Data extracted from a collection
◇ ◇ ◇ ◇

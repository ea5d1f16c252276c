//! Coordinate normalizer: turns whatever latitude/longitude fields a file
//! carries into a canonical [`GridDescriptor`].

use super::{GridDescriptor, LAT, LAT2D, LON, LON2D};
use crate::error::{EnsembleError, Result};
use ndarray::{ArrayD, Axis, Ix1, Ix2};
use std::collections::BTreeMap;

/// Candidate latitude variable names, tried in order
pub const DEFAULT_LAT_NAMES: &[&str] = &["lat", "latitude", "nav_lat", "XLAT", "lat2d"];
/// Candidate longitude variable names, tried in order
pub const DEFAULT_LON_NAMES: &[&str] = &["lon", "longitude", "nav_lon", "XLONG", "lon2d"];

/// A coordinate field exactly as found in a source file
#[derive(Debug, Clone, PartialEq)]
pub struct RawCoordinate {
    pub name: String,
    pub values: ArrayD<f64>,
}

impl RawCoordinate {
    pub fn new(name: impl Into<String>, values: ArrayD<f64>) -> Self {
        Self {
            name: name.into(),
            values,
        }
    }
}

/// Strictly ascending or strictly descending, with no NaN
pub fn is_strictly_monotonic(values: &[f64]) -> bool {
    if values.iter().any(|v| v.is_nan()) {
        return false;
    }
    values.windows(2).all(|w| w[0] < w[1]) || values.windows(2).all(|w| w[0] > w[1])
}

/// Drop leading length-1 axes beyond the second, e.g. WRF's `XLAT(Time=1, y, x)`
fn squeeze_leading(mut values: ArrayD<f64>) -> ArrayD<f64> {
    while values.ndim() > 2 && values.shape()[0] == 1 {
        values = values.index_axis_move(Axis(0), 0);
    }
    values
}

/// Build the canonical grid for a pair of raw coordinate fields
///
/// 1D fields become the indexable `lat`/`lon` coordinates and must be
/// strictly monotonic. 2D fields become the auxiliary `lat2d`/`lon2d` fields
/// and carry no ordering requirement. Mixed ranks are rejected.
pub fn normalize_coordinates(lat: &RawCoordinate, lon: &RawCoordinate) -> Result<GridDescriptor> {
    let lat_values = squeeze_leading(lat.values.clone());
    let lon_values = squeeze_leading(lon.values.clone());

    if lat_values.ndim() != lon_values.ndim() {
        return Err(EnsembleError::IncompatibleGrid {
            reason: format!(
                "latitude '{}' has rank {} but longitude '{}' has rank {}",
                lat.name,
                lat_values.ndim(),
                lon.name,
                lon_values.ndim()
            ),
        });
    }

    let mut aliases = BTreeMap::new();
    let grid = match lat_values.ndim() {
        1 => {
            let lat_1d = lat_values
                .into_dimensionality::<Ix1>()
                .map_err(|e| incompatible(&lat.name, e))?;
            let lon_1d = lon_values
                .into_dimensionality::<Ix1>()
                .map_err(|e| incompatible(&lon.name, e))?;
            if !is_strictly_monotonic(&lat_1d.to_vec()) {
                return Err(EnsembleError::IncompatibleGrid {
                    reason: format!("latitude '{}' is not strictly monotonic", lat.name),
                });
            }
            if !is_strictly_monotonic(&lon_1d.to_vec()) {
                return Err(EnsembleError::IncompatibleGrid {
                    reason: format!("longitude '{}' is not strictly monotonic", lon.name),
                });
            }
            aliases.insert(lat.name.clone(), LAT.to_string());
            aliases.insert(lon.name.clone(), LON.to_string());
            GridDescriptor::regular(lat_1d, lon_1d)?
        }
        2 => {
            let lat_2d = lat_values
                .into_dimensionality::<Ix2>()
                .map_err(|e| incompatible(&lat.name, e))?;
            let lon_2d = lon_values
                .into_dimensionality::<Ix2>()
                .map_err(|e| incompatible(&lon.name, e))?;
            aliases.insert(lat.name.clone(), LAT2D.to_string());
            aliases.insert(lon.name.clone(), LON2D.to_string());
            GridDescriptor::irregular(lat_2d, lon_2d)?
        }
        rank => {
            return Err(EnsembleError::IncompatibleGrid {
                reason: format!(
                    "coordinates '{}'/'{}' have unsupported rank {}",
                    lat.name, lon.name, rank
                ),
            })
        }
    };

    Ok(grid.with_aliases(aliases))
}

fn incompatible(name: &str, error: ndarray::ShapeError) -> EnsembleError {
    EnsembleError::IncompatibleGrid {
        reason: format!("coordinate '{}': {}", name, error),
    }
}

◇ ◇ ◇ ◇

§ Problem details
Using the records above, gather all lines where the string "ndim" is present.

§ Task output
    while values.ndim() > 2 && values.shape()[0] == 1 {
    if lat_values.ndim() != lon_values.ndim() {
                lat_values.ndim(),
                lon_values.ndim()
    let grid = match lat_values.ndim() {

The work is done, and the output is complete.